Per una fenomenologia dell’inizio

E mentre meditavo sull’antico mondo sconosciuto, pensai allo stupore di Gatsby la prima volta che individuò la luce verde all’estremità del molo di Daisy. Aveva fatto molta strada per giungere a questo prato azzurro e il suo sogno doveva essergli sembrato così vicino da non poter più sfuggire. Non sapeva che il sogno era già alle sue spalle, in quella vasta oscurità dietro la città dove i campi oscuri della repubblica si stendevano nella notte. Gatsby credeva nella luce verde, il futuro orgastico che anno per anno indietreggia davanti a noi. C’è sfuggito allora, ma non importa: domani andremo più in fretta, allungheremo di più le braccia… e una bella mattina… Così remiamo, barche controcorrente, risospinti senza sosta nel passato.

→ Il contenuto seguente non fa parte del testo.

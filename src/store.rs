//! Append-only JSON detection log.
//!
//! The log is a single JSON array of flat records, rewritten in full on every
//! append. A missing, empty, or unparsable file is treated as an empty log
//! rather than an error: losing historical entries is preferred over blocking
//! detection. Single writer, no locking.

use crate::constants::TIMESTAMP_FORMAT;
use crate::error::{Error, Result};
use chrono::NaiveDateTime;
use serde::{Deserialize, Serialize};
use std::fs;
use std::path::{Path, PathBuf};
use tracing::{debug, warn};

/// One logged sighting. Immutable after append.
#[derive(Debug, Clone, PartialEq, Serialize, Deserialize)]
pub struct DetectionRecord {
    /// Wall-clock time of logging, second precision.
    #[serde(with = "log_timestamp")]
    pub timestamp: NaiveDateTime,
    /// Species name as produced by the classifier.
    pub class_name: String,
    /// Conservation-status bucket (e.g. `EN(G1)`, `LC(G5)`).
    pub category: String,
    /// Classifier confidence in [0, 1] at time of logging.
    pub confidence_score: f32,
}

/// Serde adapter for the log's `YYYY-MM-DD HH:MM:SS` timestamp strings.
mod log_timestamp {
    use super::{NaiveDateTime, TIMESTAMP_FORMAT};
    use serde::{Deserialize, Deserializer, Serializer, de};

    pub fn serialize<S: Serializer>(ts: &NaiveDateTime, ser: S) -> Result<S::Ok, S::Error> {
        ser.serialize_str(&ts.format(TIMESTAMP_FORMAT).to_string())
    }

    pub fn deserialize<'de, D: Deserializer<'de>>(de: D) -> Result<NaiveDateTime, D::Error> {
        let raw = String::deserialize(de)?;
        NaiveDateTime::parse_from_str(&raw, TIMESTAMP_FORMAT).map_err(de::Error::custom)
    }
}

/// File-backed detection log store.
#[derive(Debug, Clone)]
pub struct LogStore {
    path: PathBuf,
}

impl LogStore {
    /// Create a store backed by the given file. Does not touch the filesystem.
    pub fn new(path: impl Into<PathBuf>) -> Self {
        Self { path: path.into() }
    }

    /// Path of the backing log file.
    pub fn path(&self) -> &Path {
        &self.path
    }

    /// Ensure the log file exists and holds a valid JSON array.
    ///
    /// Creates parent directories and an empty `[]` file when absent, and
    /// resets the file to `[]` when its content is empty or unparsable.
    pub fn init(&self) -> Result<()> {
        match fs::read_to_string(&self.path) {
            Ok(content) => {
                let trimmed = content.trim();
                if trimmed.is_empty()
                    || serde_json::from_str::<Vec<DetectionRecord>>(trimmed).is_err()
                {
                    warn!(
                        "Detection log {} is empty or corrupted, resetting",
                        self.path.display()
                    );
                    self.write_records(&[])?;
                }
                Ok(())
            }
            Err(e) if e.kind() == std::io::ErrorKind::NotFound => self.write_records(&[]),
            Err(e) => Err(Error::Io(e)),
        }
    }

    /// Append one record, rewriting the whole file.
    ///
    /// Unparsable existing content is silently replaced by an empty log
    /// before the append (self-healing parse).
    pub fn append(&self, record: &DetectionRecord) -> Result<()> {
        let mut records = self.read_or_heal();
        records.push(record.clone());
        self.write_records(&records)?;
        debug!(
            "Logged {} ({}) at {}",
            record.class_name,
            record.category,
            record.timestamp.format(TIMESTAMP_FORMAT)
        );
        Ok(())
    }

    /// Load all records in insertion order.
    ///
    /// A missing file is "no data yet", not an error; corrupt or empty
    /// content also yields an empty sequence.
    pub fn load_all(&self) -> Result<Vec<DetectionRecord>> {
        match fs::read_to_string(&self.path) {
            Ok(content) => Ok(self.parse_or_empty(&content)),
            Err(e) if e.kind() == std::io::ErrorKind::NotFound => Ok(Vec::new()),
            Err(e) => Err(Error::Io(e)),
        }
    }

    /// Whether the backing file exists at all.
    pub fn exists(&self) -> bool {
        self.path.exists()
    }

    fn read_or_heal(&self) -> Vec<DetectionRecord> {
        fs::read_to_string(&self.path)
            .map(|content| self.parse_or_empty(&content))
            .unwrap_or_default()
    }

    fn parse_or_empty(&self, content: &str) -> Vec<DetectionRecord> {
        let trimmed = content.trim();
        if trimmed.is_empty() {
            return Vec::new();
        }
        serde_json::from_str(trimmed).unwrap_or_else(|e| {
            warn!(
                "Detection log {} is not valid JSON ({e}), treating as empty",
                self.path.display()
            );
            Vec::new()
        })
    }

    fn write_records(&self, records: &[DetectionRecord]) -> Result<()> {
        if let Some(parent) = self.path.parent()
            && !parent.as_os_str().is_empty()
        {
            fs::create_dir_all(parent).map_err(|e| Error::LogWrite {
                path: self.path.clone(),
                source: e,
            })?;
        }

        let json =
            serde_json::to_string_pretty(records).map_err(|e| Error::LogSerialize { source: e })?;
        fs::write(&self.path, json).map_err(|e| Error::LogWrite {
            path: self.path.clone(),
            source: e,
        })
    }
}

#[cfg(test)]
#[allow(clippy::unwrap_used, clippy::float_cmp)]
mod tests {
    use super::*;
    use chrono::NaiveDate;
    use tempfile::tempdir;

    fn record(class_name: &str, secs: u32) -> DetectionRecord {
        DetectionRecord {
            timestamp: NaiveDate::from_ymd_opt(2025, 3, 14)
                .unwrap()
                .and_hms_opt(12, 0, 0)
                .unwrap()
                + chrono::Duration::seconds(i64::from(secs)),
            class_name: class_name.to_string(),
            category: "EN(G1)".to_string(),
            confidence_score: 0.95,
        }
    }

    #[test]
    fn test_append_and_load_round_trip() {
        let dir = tempdir().unwrap();
        let store = LogStore::new(dir.path().join("detection_logs.json"));

        let records: Vec<_> = (0..5).map(|i| record(&format!("Species {i}"), i)).collect();
        for r in &records {
            store.append(r).unwrap();
        }

        let loaded = store.load_all().unwrap();
        assert_eq!(loaded, records);
    }

    #[test]
    fn test_load_missing_file_is_empty() {
        let dir = tempdir().unwrap();
        let store = LogStore::new(dir.path().join("missing.json"));
        assert!(store.load_all().unwrap().is_empty());
        assert!(!store.exists());
    }

    #[test]
    fn test_corrupt_file_heals_on_append() {
        let dir = tempdir().unwrap();
        let path = dir.path().join("detection_logs.json");
        fs::write(&path, "{not json at all").unwrap();

        let store = LogStore::new(&path);
        assert!(store.load_all().unwrap().is_empty());

        store.append(&record("Vaquita", 0)).unwrap();
        let loaded = store.load_all().unwrap();
        assert_eq!(loaded.len(), 1);
        assert_eq!(loaded[0].class_name, "Vaquita");

        // File content is now a valid array again.
        let raw = fs::read_to_string(&path).unwrap();
        serde_json::from_str::<Vec<DetectionRecord>>(&raw).unwrap();
    }

    #[test]
    fn test_init_creates_empty_array() {
        let dir = tempdir().unwrap();
        let path = dir.path().join("logs").join("detection_logs.json");
        let store = LogStore::new(&path);
        store.init().unwrap();

        let raw = fs::read_to_string(&path).unwrap();
        assert_eq!(raw.trim(), "[]");
    }

    #[test]
    fn test_init_resets_corrupt_file() {
        let dir = tempdir().unwrap();
        let path = dir.path().join("detection_logs.json");
        fs::write(&path, "]][[").unwrap();

        LogStore::new(&path).init().unwrap();
        let raw = fs::read_to_string(&path).unwrap();
        assert_eq!(raw.trim(), "[]");
    }

    #[test]
    fn test_init_preserves_valid_content() {
        let dir = tempdir().unwrap();
        let path = dir.path().join("detection_logs.json");
        let store = LogStore::new(&path);
        store.append(&record("Vaquita", 0)).unwrap();

        store.init().unwrap();
        assert_eq!(store.load_all().unwrap().len(), 1);
    }

    #[test]
    fn test_timestamp_format_round_trip() {
        let r = record("Vaquita", 7);
        let json = serde_json::to_string(&r).unwrap();
        assert!(json.contains("\"2025-03-14 12:00:07\""));
        assert!(json.contains("\"class_name\""));
        assert!(json.contains("\"confidence_score\""));

        let back: DetectionRecord = serde_json::from_str(&json).unwrap();
        assert_eq!(back, r);
        assert_eq!(back.confidence_score, 0.95);
    }
}
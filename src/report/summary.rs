//! Aggregations over filtered log records.

use crate::store::DetectionRecord;
use chrono::NaiveDate;
use std::collections::{BTreeMap, HashSet};

/// Summary metrics for a set of records.
#[derive(Debug, Clone, PartialEq)]
pub struct LogSummary {
    /// Total record count.
    pub total_detections: usize,
    /// Distinct species names.
    pub unique_species: usize,
    /// Mean confidence as a percentage, `None` when there are no records.
    pub mean_confidence_pct: Option<f32>,
}

/// Compute summary metrics.
pub fn summarize(records: &[DetectionRecord]) -> LogSummary {
    let unique: HashSet<&str> = records.iter().map(|r| r.class_name.as_str()).collect();
    let mean_confidence_pct = if records.is_empty() {
        None
    } else {
        #[allow(clippy::cast_precision_loss)]
        let mean = records
            .iter()
            .map(|r| r.confidence_score)
            .sum::<f32>()
            / records.len() as f32;
        Some(mean * 100.0)
    };

    LogSummary {
        total_detections: records.len(),
        unique_species: unique.len(),
        mean_confidence_pct,
    }
}

/// Detection counts per day, ascending by date.
pub fn daily_counts(records: &[DetectionRecord]) -> Vec<(NaiveDate, usize)> {
    let mut counts: BTreeMap<NaiveDate, usize> = BTreeMap::new();
    for record in records {
        *counts.entry(record.timestamp.date()).or_default() += 1;
    }
    counts.into_iter().collect()
}

/// Detection counts per category, descending by count then name.
pub fn category_distribution(records: &[DetectionRecord]) -> Vec<(String, usize)> {
    let mut counts: BTreeMap<&str, usize> = BTreeMap::new();
    for record in records {
        *counts.entry(record.category.as_str()).or_default() += 1;
    }
    let mut out: Vec<(String, usize)> = counts
        .into_iter()
        .map(|(category, count)| (category.to_string(), count))
        .collect();
    out.sort_by(|a, b| b.1.cmp(&a.1).then_with(|| a.0.cmp(&b.0)));
    out
}
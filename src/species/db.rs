//! Species metadata lookup.
//!
//! Backed by a read-only JSON object keyed by species name. Classifier label
//! strings and table keys are not guaranteed to be written identically, so
//! lookup falls back to a case-insensitive substring match in either direction
//! before degrading to a placeholder. Lookups never fail.

use crate::constants::{PLACEHOLDER_SCIENTIFIC_NAME, PLACEHOLDER_STATUS};
use crate::error::{Error, Result};
use serde::{Deserialize, Serialize};
use std::collections::BTreeMap;
use std::fs;
use std::path::Path;
use tracing::warn;

/// Metadata for one species.
#[derive(Debug, Clone, PartialEq, Eq, Serialize, Deserialize)]
pub struct SpeciesInfo {
    /// Binomial name, or `"Not available"` when unknown.
    pub scientific_name: String,
    /// Conservation status text, or `"Unknown"` when unknown.
    pub status: String,
}

impl SpeciesInfo {
    /// Placeholder returned for wholly unmatched lookups.
    pub fn placeholder() -> Self {
        Self {
            scientific_name: PLACEHOLDER_SCIENTIFIC_NAME.to_string(),
            status: PLACEHOLDER_STATUS.to_string(),
        }
    }
}

/// Static species metadata table, loaded once per process.
///
/// A `BTreeMap` keeps fuzzy-match resolution deterministic when more than one
/// key could match a queried label.
#[derive(Debug, Clone, Default)]
pub struct SpeciesDb {
    entries: BTreeMap<String, SpeciesInfo>,
}

impl SpeciesDb {
    /// Build a database from in-memory entries.
    pub fn from_entries(entries: BTreeMap<String, SpeciesInfo>) -> Self {
        Self { entries }
    }

    /// Load the database from a JSON file.
    ///
    /// A missing file is not fatal: every lookup then degrades to the
    /// placeholder, matching the demo's behavior when the metadata table is
    /// absent. Malformed JSON is an error so a broken deployment is noticed.
    pub fn load(path: &Path) -> Result<Self> {
        let content = match fs::read_to_string(path) {
            Ok(content) => content,
            Err(e) if e.kind() == std::io::ErrorKind::NotFound => {
                warn!("Species metadata file not found: {}", path.display());
                return Ok(Self::default());
            }
            Err(e) => {
                return Err(Error::SpeciesDbRead {
                    path: path.to_path_buf(),
                    source: e,
                });
            }
        };

        let entries = serde_json::from_str(&content).map_err(|e| Error::SpeciesDbParse {
            path: path.to_path_buf(),
            source: e,
        })?;

        Ok(Self { entries })
    }

    /// Number of species in the table.
    pub fn len(&self) -> usize {
        self.entries.len()
    }

    /// Whether the table is empty.
    pub fn is_empty(&self) -> bool {
        self.entries.is_empty()
    }

    /// Look up metadata for a classifier label.
    ///
    /// Resolution order: exact key match, then case-insensitive substring
    /// match in either direction, then the placeholder.
    pub fn lookup(&self, label: &str) -> SpeciesInfo {
        if let Some(info) = self.entries.get(label) {
            return info.clone();
        }

        let needle = label.to_lowercase();
        for (key, info) in &self.entries {
            let key_lower = key.to_lowercase();
            if key_lower.contains(&needle) || needle.contains(&key_lower) {
                return info.clone();
            }
        }

        SpeciesInfo::placeholder()
    }
}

– F.  Scott Fitzgerald, Il Grande Gatsby (1925)

«Tentiamo di assumere il punto di vista della storia» si diceva all’entrata dei tedeschi a Parigi. Durante l’occupazione, alcuni intellettuali francesi hanno preteso di mantenersi imparziali ai fatti contingenti che non li concernevano. Che fosse o meno un modo per fuggire la verità del presente non è compito di chi legge la storia interrogare. Piuttosto, la questione di legittimità dell’eclettismo che ne deriva pone diverse riflessioni e implicazioni etiche circa il senso ontologico del presente. L’azione configura, nel pensiero occidentale, l’esistenza di uno spazio e di un tempo lineare; pertanto, il presente non è un passato in potenza, bensì il campo dell’azione stessa. Porsi al di fuori dei fatti è un modo di vivere il fatto ineluttabile in cui si è: tentare di dominare il dramma della propria epoca si rivela, pertanto, la mistificazione di una duplice dinamica di spettatori e protagonisti, servi e padroni, pensatori e invasori indiretti di una lontana primavera del 1940.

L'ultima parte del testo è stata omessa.